• WHAT THE TASK ASKS: Exactly repeat the full listing that follows.

• DATASET EXTRACT:

□ □ □ □

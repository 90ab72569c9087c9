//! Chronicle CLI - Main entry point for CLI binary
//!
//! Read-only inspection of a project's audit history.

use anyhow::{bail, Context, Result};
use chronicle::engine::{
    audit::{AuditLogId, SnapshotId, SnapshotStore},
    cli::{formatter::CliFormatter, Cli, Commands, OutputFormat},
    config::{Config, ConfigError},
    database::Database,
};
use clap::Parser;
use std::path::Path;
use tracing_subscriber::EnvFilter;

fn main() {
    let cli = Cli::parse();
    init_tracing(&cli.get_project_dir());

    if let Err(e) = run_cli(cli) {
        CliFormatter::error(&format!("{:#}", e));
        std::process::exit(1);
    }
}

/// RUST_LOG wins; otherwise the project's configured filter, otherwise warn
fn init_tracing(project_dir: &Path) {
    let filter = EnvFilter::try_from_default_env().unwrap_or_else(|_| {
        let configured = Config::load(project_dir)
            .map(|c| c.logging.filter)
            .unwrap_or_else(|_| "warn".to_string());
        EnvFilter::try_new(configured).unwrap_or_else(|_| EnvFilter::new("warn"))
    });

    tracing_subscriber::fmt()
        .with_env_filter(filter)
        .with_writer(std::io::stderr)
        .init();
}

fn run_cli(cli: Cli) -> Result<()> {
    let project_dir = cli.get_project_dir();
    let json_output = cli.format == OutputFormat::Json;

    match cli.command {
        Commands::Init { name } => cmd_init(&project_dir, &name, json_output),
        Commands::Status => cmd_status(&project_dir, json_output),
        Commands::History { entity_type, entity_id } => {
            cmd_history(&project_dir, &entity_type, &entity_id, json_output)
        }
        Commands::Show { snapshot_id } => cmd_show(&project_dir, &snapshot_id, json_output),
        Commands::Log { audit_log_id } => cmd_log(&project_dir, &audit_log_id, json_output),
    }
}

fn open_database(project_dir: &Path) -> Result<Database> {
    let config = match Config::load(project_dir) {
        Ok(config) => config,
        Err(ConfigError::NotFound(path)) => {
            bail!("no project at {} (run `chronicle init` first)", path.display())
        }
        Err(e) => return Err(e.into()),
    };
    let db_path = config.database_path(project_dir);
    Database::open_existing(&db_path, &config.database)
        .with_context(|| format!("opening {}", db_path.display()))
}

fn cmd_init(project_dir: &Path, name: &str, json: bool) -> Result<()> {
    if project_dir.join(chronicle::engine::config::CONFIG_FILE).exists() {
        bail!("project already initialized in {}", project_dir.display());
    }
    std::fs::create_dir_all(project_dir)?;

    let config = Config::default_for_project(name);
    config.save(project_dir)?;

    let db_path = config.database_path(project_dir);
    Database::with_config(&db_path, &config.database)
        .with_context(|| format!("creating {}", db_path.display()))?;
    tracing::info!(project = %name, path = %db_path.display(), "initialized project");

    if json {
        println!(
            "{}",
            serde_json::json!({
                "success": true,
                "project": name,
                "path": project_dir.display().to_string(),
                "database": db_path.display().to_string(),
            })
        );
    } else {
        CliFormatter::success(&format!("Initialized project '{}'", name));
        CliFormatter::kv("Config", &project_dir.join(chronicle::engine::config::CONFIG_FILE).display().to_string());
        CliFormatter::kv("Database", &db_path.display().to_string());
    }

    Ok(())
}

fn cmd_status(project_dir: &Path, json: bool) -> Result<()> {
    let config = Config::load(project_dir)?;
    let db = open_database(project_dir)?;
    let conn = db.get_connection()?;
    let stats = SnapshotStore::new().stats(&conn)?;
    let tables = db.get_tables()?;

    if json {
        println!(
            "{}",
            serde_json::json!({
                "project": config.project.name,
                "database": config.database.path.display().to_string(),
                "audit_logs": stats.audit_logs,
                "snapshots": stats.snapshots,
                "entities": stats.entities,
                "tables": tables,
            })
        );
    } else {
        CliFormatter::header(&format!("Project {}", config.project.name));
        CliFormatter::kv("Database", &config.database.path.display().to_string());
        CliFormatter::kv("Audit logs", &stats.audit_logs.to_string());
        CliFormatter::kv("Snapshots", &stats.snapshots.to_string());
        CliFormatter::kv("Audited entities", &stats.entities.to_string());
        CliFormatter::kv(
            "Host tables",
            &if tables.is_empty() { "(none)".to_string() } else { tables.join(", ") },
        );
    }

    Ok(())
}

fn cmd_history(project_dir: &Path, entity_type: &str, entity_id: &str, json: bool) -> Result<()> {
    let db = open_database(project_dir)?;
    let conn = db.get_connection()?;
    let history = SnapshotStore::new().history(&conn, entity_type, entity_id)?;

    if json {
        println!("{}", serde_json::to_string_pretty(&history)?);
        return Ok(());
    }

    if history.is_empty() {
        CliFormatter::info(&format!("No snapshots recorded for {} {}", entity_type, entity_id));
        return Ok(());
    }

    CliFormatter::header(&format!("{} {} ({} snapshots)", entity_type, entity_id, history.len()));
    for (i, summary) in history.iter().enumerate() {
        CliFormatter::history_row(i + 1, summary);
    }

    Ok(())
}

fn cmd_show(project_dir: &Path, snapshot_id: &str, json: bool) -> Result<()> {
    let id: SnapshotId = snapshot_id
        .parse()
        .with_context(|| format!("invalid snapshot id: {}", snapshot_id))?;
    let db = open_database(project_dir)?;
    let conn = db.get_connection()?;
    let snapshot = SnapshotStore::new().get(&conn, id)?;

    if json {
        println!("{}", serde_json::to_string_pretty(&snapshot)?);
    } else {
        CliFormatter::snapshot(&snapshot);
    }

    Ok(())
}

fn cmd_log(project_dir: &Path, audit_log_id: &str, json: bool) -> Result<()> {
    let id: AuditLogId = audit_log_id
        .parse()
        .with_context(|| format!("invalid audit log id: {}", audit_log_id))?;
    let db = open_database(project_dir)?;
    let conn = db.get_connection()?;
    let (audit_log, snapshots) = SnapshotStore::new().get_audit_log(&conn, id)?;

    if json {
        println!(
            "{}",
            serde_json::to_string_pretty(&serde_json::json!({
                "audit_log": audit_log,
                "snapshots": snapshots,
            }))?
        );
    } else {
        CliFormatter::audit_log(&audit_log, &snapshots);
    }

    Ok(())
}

□ □ □ □

• TASK RESULT:
repository 90ab72569c9087c9
//! Chronicle CLI - Main entry point for CLI binary
//!
//! Read-only inspection of a project's audit history.

use anyhow::{bail, Context, Result};
use chronicle::engine::{
    audit::{AuditLogId, SnapshotId, SnapshotStore},
    cli::{formatter::CliFormatter, Cli, Commands, OutputFormat},
    config::{Config, ConfigError},
    database::Database,
};
use clap::Parser;
use std::path::Path;
use tracing_subscriber::EnvFilter;

fn main() {
    let cli = Cli::parse();
    init_tracing(&cli.get_project_dir());

    if let Err(e) = run_cli(cli) {
        CliFormatter::error(&format!("{:#}", e));
        std::process::exit(1);
    }
}

/// RUST_LOG wins; otherwise the project's configured filter, otherwise warn
fn init_tracing(project_dir: &Path) {
    let filter = EnvFilter::try_from_default_env().unwrap_or_else(|_| {
        let configured = Config::load(project_dir)
            .map(|c| c.logging.filter)
            .unwrap_or_else(|_| "warn".to_string());
        EnvFilter::try_new(configured).unwrap_or_else(|_| EnvFilter::new("warn"))
    });

    tracing_subscriber::fmt()
        .with_env_filter(filter)
        .with_writer(std::io::stderr)
        .init();
}

fn run_cli(cli: Cli) -> Result<()> {
    let project_dir = cli.get_project_dir();
    let json_output = cli.format == OutputFormat::Json;

    match cli.command {
        Commands::Init { name } => cmd_init(&project_dir, &name, json_output),
        Commands::Status => cmd_status(&project_dir, json_output),
        Commands::History { entity_type, entity_id } => {
            cmd_history(&project_dir, &entity_type, &entity_id, json_output)
        }
        Commands::Show { snapshot_id } => cmd_show(&project_dir, &snapshot_id, json_output),
        Commands::Log { audit_log_id } => cmd_log(&project_dir, &audit_log_id, json_output),
    }
}

fn open_database(project_dir: &Path) -> Result<Database> {
    let config = match Config::load(project_dir) {
        Ok(config) => config,
        Err(ConfigError::NotFound(path)) => {
            bail!("no project at {} (run `chronicle init` first)", path.display())
        }
        Err(e) => return Err(e.into()),
    };
    let db_path = config.database_path(project_dir);
    Database::open_existing(&db_path, &config.database)
        .with_context(|| format!("opening {}", db_path.display()))
}

fn cmd_init(project_dir: &Path, name: &str, json: bool) -> Result<()> {
    if project_dir.join(chronicle::engine::config::CONFIG_FILE).exists() {
        bail!("project already initialized in {}", project_dir.display());
    }
    std::fs::create_dir_all(project_dir)?;

    let config = Config::default_for_project(name);
    config.save(project_dir)?;

    let db_path = config.database_path(project_dir);
    Database::with_config(&db_path, &config.database)
        .with_context(|| format!("creating {}", db_path.display()))?;
    tracing::info!(project = %name, path = %db_path.display(), "initialized project");

    if json {
        println!(
            "{}",
            serde_json::json!({
                "success": true,
                "project": name,
                "path": project_dir.display().to_string(),
                "database": db_path.display().to_string(),
            })
        );
    } else {
        CliFormatter::success(&format!("Initialized project '{}'", name));
        CliFormatter::kv("Config", &project_dir.join(chronicle::engine::config::CONFIG_FILE).display().to_string());
        CliFormatter::kv("Database", &db_path.display().to_string());
    }

    Ok(())
}

fn cmd_status(project_dir: &Path, json: bool) -> Result<()> {
    let config = Config::load(project_dir)?;
    let db = open_database(project_dir)?;
    let conn = db.get_connection()?;
    let stats = SnapshotStore::new().stats(&conn)?;
    let tables = db.get_tables()?;

    if json {
        println!(
            "{}",
            serde_json::json!({
                "project": config.project.name,
                "database": config.database.path.display().to_string(),
                "audit_logs": stats.audit_logs,
                "snapshots": stats.snapshots,
                "entities": stats.entities,
                "tables": tables,
            })
        );
    } else {
        CliFormatter::header(&format!("Project {}", config.project.name));
        CliFormatter::kv("Database", &config.database.path.display().to_string());
        CliFormatter::kv("Audit logs", &stats.audit_logs.to_string());
        CliFormatter::kv("Snapshots", &stats.snapshots.to_string());
        CliFormatter::kv("Audited entities", &stats.entities.to_string());
        CliFormatter::kv(
            "Host tables",
            &if tables.is_empty() { "(none)".to_string() } else { tables.join(", ") },
        );
    }

    Ok(())
}

fn cmd_history(project_dir: &Path, entity_type: &str, entity_id: &str, json: bool) -> Result<()> {
    let db = open_database(project_dir)?;
    let conn = db.get_connection()?;
    let history = SnapshotStore::new().history(&conn, entity_type, entity_id)?;

    if json {
        println!("{}", serde_json::to_string_pretty(&history)?);
        return Ok(());
    }

    if history.is_empty() {
        CliFormatter::info(&format!("No snapshots recorded for {} {}", entity_type, entity_id));
        return Ok(());
    }

    CliFormatter::header(&format!("{} {} ({} snapshots)", entity_type, entity_id, history.len()));
    for (i, summary) in history.iter().enumerate() {
        CliFormatter::history_row(i + 1, summary);
    }

    Ok(())
}

fn cmd_show(project_dir: &Path, snapshot_id: &str, json: bool) -> Result<()> {
    let id: SnapshotId = snapshot_id
        .parse()
        .with_context(|| format!("invalid snapshot id: {}", snapshot_id))?;
    let db = open_database(project_dir)?;
    let conn = db.get_connection()?;
    let snapshot = SnapshotStore::new().get(&conn, id)?;

    if json {
        println!("{}", serde_json::to_string_pretty(&snapshot)?);
    } else {
        CliFormatter::snapshot(&snapshot);
    }

    Ok(())
}

fn cmd_log(project_dir: &Path, audit_log_id: &str, json: bool) -> Result<()> {
    let id: AuditLogId = audit_log_id
        .parse()
        .with_context(|| format!("invalid audit log id: {}", audit_log_id))?;
    let db = open_database(project_dir)?;
    let conn = db.get_connection()?;
    let (audit_log, snapshots) = SnapshotStore::new().get_audit_log(&conn, id)?;

    if json {
        println!(
            "{}",
            serde_json::to_string_pretty(&serde_json::json!({
                "audit_log": audit_log,
                "snapshots": snapshots,
            }))?
        );
    } else {
        CliFormatter::audit_log(&audit_log, &snapshots);
    }

    Ok(())
}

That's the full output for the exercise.